A retrospective opened in Scotland on 20 May of the late British fashion designer and miniskirt pioneer Mary Quant, documenting her work over the years.
The exhibition at the Kelvingrove Art Gallery and Museum in Glasgow features more than 100 garments, accessories, cosmetics and photographs of the designer's rise to fame, states an AFP report. Quant, known for creating colourful, sexy miniskirts, died last month at the age of 93.
The exhibition, "Mary Quant: Fashion Revolutionary", is on till 22 October.
Curator Rebecca Quinton said as well as exploring the miniskirt and hotpants that Quant popularised, the show, the final stop on a world tour, would also focus on her innovative use of materials, reports the AFP report.

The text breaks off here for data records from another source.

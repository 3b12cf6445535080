//! Row-level contract for plugin stores.
//!
//! The store is an external collaborator: it knows tables, columns and
//! conflict keys, and nothing about plugins. The [`Registry`](crate::Registry)
//! is the only component that interprets rows.

use std::cmp::Ordering;

use serde_json::Value;
use strum::{Display, EnumIter};

use crate::error::{StoreError, StoreResult};

/// A stored row: column name to value.
pub type Row = serde_json::Map<String, Value>;

/// Tables the plugin runtime reads and writes.
#[derive(Debug, Clone, Copy, PartialEq, Eq, Hash, Display, EnumIter)]
pub enum Table {
    #[strum(serialize = "plugins")]
    Plugins,
    #[strum(serialize = "plugin_modules")]
    Modules,
    #[strum(serialize = "plugin_dependencies")]
    Dependencies,
    #[strum(serialize = "plugin_hooks")]
    Hooks,
    #[strum(serialize = "plugin_events")]
    Events,
    #[strum(serialize = "plugin_data")]
    Data,
    #[strum(serialize = "plugin_tenants")]
    TenantOverrides,
}

/// Storage class of a column.
#[derive(Debug, Clone, Copy, PartialEq, Eq)]
pub enum ColumnKind {
    /// UTF-8 text.
    Text,
    /// Signed 64-bit integer.
    Integer,
    /// Boolean flag.
    Bool,
    /// Structured document (object or list).
    Document,
    /// RFC 3339 timestamp, nullable.
    Timestamp,
}

/// A column definition.
#[derive(Debug, Clone, Copy, PartialEq, Eq)]
pub struct Column {
    pub name: &'static str,
    pub kind: ColumnKind,
}

const fn col(name: &'static str, kind: ColumnKind) -> Column {
    Column { name, kind }
}

const PLUGIN_COLUMNS: &[Column] = &[
    col("id", ColumnKind::Text),
    col("name", ColumnKind::Text),
    col("version", ColumnKind::Text),
    col("status", ColumnKind::Text),
    col("security_level", ColumnKind::Text),
    col("manifest", ColumnKind::Document),
    col("permissions", ColumnKind::Document),
    col("dependencies", ColumnKind::Document),
    col("tags", ColumnKind::Document),
];

const MODULE_COLUMNS: &[Column] = &[
    col("plugin_id", ColumnKind::Text),
    col("file_name", ColumnKind::Text),
    col("file_content", ColumnKind::Text),
    col("scope", ColumnKind::Text),
    col("load_priority", ColumnKind::Integer),
    col("is_enabled", ColumnKind::Bool),
];

const DEPENDENCY_COLUMNS: &[Column] = &[
    col("plugin_id", ColumnKind::Text),
    col("package_name", ColumnKind::Text),
    col("version", ColumnKind::Text),
    col("bundled_code", ColumnKind::Text),
];

const HOOK_COLUMNS: &[Column] = &[
    col("plugin_id", ColumnKind::Text),
    col("hook_name", ColumnKind::Text),
    col("handler_function", ColumnKind::Text),
    col("priority", ColumnKind::Integer),
    col("is_enabled", ColumnKind::Bool),
];

const EVENT_COLUMNS: &[Column] = &[
    col("plugin_id", ColumnKind::Text),
    col("event_name", ColumnKind::Text),
    col("listener_function", ColumnKind::Text),
    col("priority", ColumnKind::Integer),
    col("is_enabled", ColumnKind::Bool),
];

const DATA_COLUMNS: &[Column] = &[
    col("plugin_id", ColumnKind::Text),
    col("key", ColumnKind::Text),
    col("value", ColumnKind::Document),
    col("expires_at", ColumnKind::Timestamp),
];

const TENANT_COLUMNS: &[Column] = &[
    col("plugin_id", ColumnKind::Text),
    col("tenant_id", ColumnKind::Text),
    col("is_enabled", ColumnKind::Bool),
];

impl Table {
    /// Table name as used by the backing store.
    pub fn name(self) -> &'static str {
        match self {
            Self::Plugins => "plugins",
            Self::Modules => "plugin_modules",
            Self::Dependencies => "plugin_dependencies",
            Self::Hooks => "plugin_hooks",
            Self::Events => "plugin_events",
            Self::Data => "plugin_data",
            Self::TenantOverrides => "plugin_tenants",
        }
    }

    /// All columns of this table, in declaration order.
    pub fn columns(self) -> &'static [Column] {
        match self {
            Self::Plugins => PLUGIN_COLUMNS,
            Self::Modules => MODULE_COLUMNS,
            Self::Dependencies => DEPENDENCY_COLUMNS,
            Self::Hooks => HOOK_COLUMNS,
            Self::Events => EVENT_COLUMNS,
            Self::Data => DATA_COLUMNS,
            Self::TenantOverrides => TENANT_COLUMNS,
        }
    }

    /// Columns that identify a row for upsert purposes.
    pub fn key_columns(self) -> &'static [&'static str] {
        match self {
            Self::Plugins => &["id"],
            Self::Modules => &["plugin_id", "file_name"],
            Self::Dependencies => &["plugin_id", "package_name"],
            Self::Hooks => &["plugin_id", "hook_name"],
            Self::Events => &["plugin_id", "event_name"],
            Self::Data => &["plugin_id", "key"],
            Self::TenantOverrides => &["plugin_id", "tenant_id"],
        }
    }

    /// Look up a column by name.
    pub fn column(self, name: &str) -> Option<Column> {
        self.columns().iter().copied().find(|c| c.name == name)
    }

    /// Fail unless `name` is a column of this table.
    pub fn check_column(self, name: &str) -> StoreResult<Column> {
        self.column(name)
            .ok_or_else(|| StoreError::invalid_query(self, format!("unknown column '{name}'")))
    }

    /// Validate that a row carries every key column and no unknown column.
    pub fn check_row(self, row: &Row) -> StoreResult<()> {
        for name in row.keys() {
            self.check_column(name)?;
        }
        for key in self.key_columns() {
            match row.get(*key) {
                Some(v) if !v.is_null() => {}
                _ => {
                    return Err(StoreError::invalid_query(
                        self,
                        format!("missing key column '{key}'"),
                    ));
                }
            }
        }
        Ok(())
    }
}

/// An equality-filtered, optionally ordered selection of rows.
#[derive(Debug, Clone)]
pub struct Query {
    /// Table to read.
    pub table: Table,

    /// Column/value pairs that must all match.
    pub filters: Vec<(String, Value)>,

    /// Column to sort ascending by. Ties and unordered queries keep
    /// insertion order.
    pub order_by: Option<String>,
}

impl Query {
    /// Select every row of a table.
    pub fn new(table: Table) -> Self {
        Self {
            table,
            filters: Vec::new(),
            order_by: None,
        }
    }

    /// Require `column == value`.
    pub fn filter(mut self, column: impl Into<String>, value: impl Into<Value>) -> Self {
        self.filters.push((column.into(), value.into()));
        self
    }

    /// Sort ascending by `column`.
    pub fn order_by(mut self, column: impl Into<String>) -> Self {
        self.order_by = Some(column.into());
        self
    }

    /// Check all referenced columns against the table definition.
    pub fn validate(&self) -> StoreResult<()> {
        for (column, _) in &self.filters {
            self.table.check_column(column)?;
        }
        if let Some(column) = &self.order_by {
            self.table.check_column(column)?;
        }
        Ok(())
    }

    /// Whether a row satisfies every filter.
    pub fn matches(&self, row: &Row) -> bool {
        self.filters
            .iter()
            .all(|(column, expected)| row.get(column).unwrap_or(&Value::Null) == expected)
    }

    /// Compare two rows by the requested order column.
    pub fn compare(&self, a: &Row, b: &Row) -> Ordering {
        match &self.order_by {
            Some(column) => compare_values(
                a.get(column).unwrap_or(&Value::Null),
                b.get(column).unwrap_or(&Value::Null),
            ),
            None => Ordering::Equal,
        }
    }
}

fn compare_values(a: &Value, b: &Value) -> Ordering {
    match (a, b) {
        (Value::Number(x), Value::Number(y)) => match (x.as_i64(), y.as_i64()) {
            (Some(x), Some(y)) => x.cmp(&y),
            _ => x
                .as_f64()
                .unwrap_or(0.0)
                .partial_cmp(&y.as_f64().unwrap_or(0.0))
                .unwrap_or(Ordering::Equal),
        },
        (Value::String(x), Value::String(y)) => x.cmp(y),
        (Value::Bool(x), Value::Bool(y)) => x.cmp(y),
        (Value::Null, Value::Null) => Ordering::Equal,
        (Value::Null, _) => Ordering::Less,
        (_, Value::Null) => Ordering::Greater,
        _ => Ordering::Equal,
    }
}

/// Row operations every plugin store must provide.
///
/// Implementations must be safe to share across tasks. They perform no
/// retries of their own beyond what the backing system does.
pub trait PluginStore: Send + Sync {
    /// Select rows matching `query`.
    fn query(&self, query: &Query) -> StoreResult<Vec<Row>>;

    /// Insert `row`, or update the existing row with the same key columns.
    fn upsert(&self, table: Table, row: Row) -> StoreResult<()>;

    /// Apply `changes` to every row matching `query`. Returns the number of
    /// rows touched.
    fn update(&self, query: &Query, changes: Row) -> StoreResult<usize>;

    /// Delete every row matching `query`. Returns the number of rows removed.
    fn delete(&self, query: &Query) -> StoreResult<usize>;
}

#[cfg(test)]
mod tests {
    use serde_json::json;

    use super::*;

    fn row(value: Value) -> Row {
        value.as_object().cloned().unwrap()
    }

    #[test]
    fn test_query_validation_rejects_unknown_columns() {
        let ok = Query::new(Table::Hooks).filter("hook_name", "page.render").order_by("priority");
        assert!(ok.validate().is_ok());

        let bad = Query::new(Table::Hooks).filter("drop table", 1);
        assert!(bad.validate().is_err());

        let bad_order = Query::new(Table::Events).order_by("load_priority");
        assert!(bad_order.validate().is_err());
    }

    #[test]
    fn test_query_matching() {
        let query = Query::new(Table::Hooks)
            .filter("plugin_id", "seo")
            .filter("is_enabled", true);

        assert!(query.matches(&row(json!({"plugin_id": "seo", "is_enabled": true}))));
        assert!(!query.matches(&row(json!({"plugin_id": "seo", "is_enabled": false}))));
        assert!(!query.matches(&row(json!({"plugin_id": "seo"}))));
    }

    #[test]
    fn test_query_ordering_is_numeric() {
        let query = Query::new(Table::Events).order_by("priority");
        let a = row(json!({"priority": 10}));
        let b = row(json!({"priority": 9}));
        assert_eq!(query.compare(&a, &b), Ordering::Greater);
    }

    #[test]
    fn test_check_row_requires_key() {
        let table = Table::Data;
        assert!(table.check_row(&row(json!({"plugin_id": "p", "key": "k"}))).is_ok());
        assert!(table.check_row(&row(json!({"plugin_id": "p"}))).is_err());
        assert!(table.check_row(&row(json!({"plugin_id": "p", "key": "k", "x": 1}))).is_err());
    }

    #[test]
    fn test_table_names_match_display() {
        use strum::IntoEnumIterator;
        for table in Table::iter() {
            assert_eq!(table.to_string(), table.name());
        }
    }
}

"Everybody always associated her with the mini dress, she was one of the leading designers in the 1960s that was raising the hem line," she told AFP. "But this is at the beginning of nylon, lycra, PVC coming in. She also made use of all the new technologies and materials to do new things."
In Glasgow, her former colleague Heather Tilbury said the diminutive designer with the trademark bob haircut would be remembered for bringing fun into women's fashion after World War II, said the AFP report.
"She introduced such a revolutionary attitude to clothes with garments that the young could run, jump, leap onto a bus and go dancing in," she said. "They didn't have to dress like their mothers anymore, which of course they had to do in the days of post war austerity."
Tilbury, who worked with Quant for 14 years, said she wanted the people she was dressing to have the confidence and ability to do what they wanted to achieve.
"She always had this steely determination, inner strength that said, if you want something enough, you can do it," she added.
"She said, if you believe in it enough, work hard enough, you'll find a way."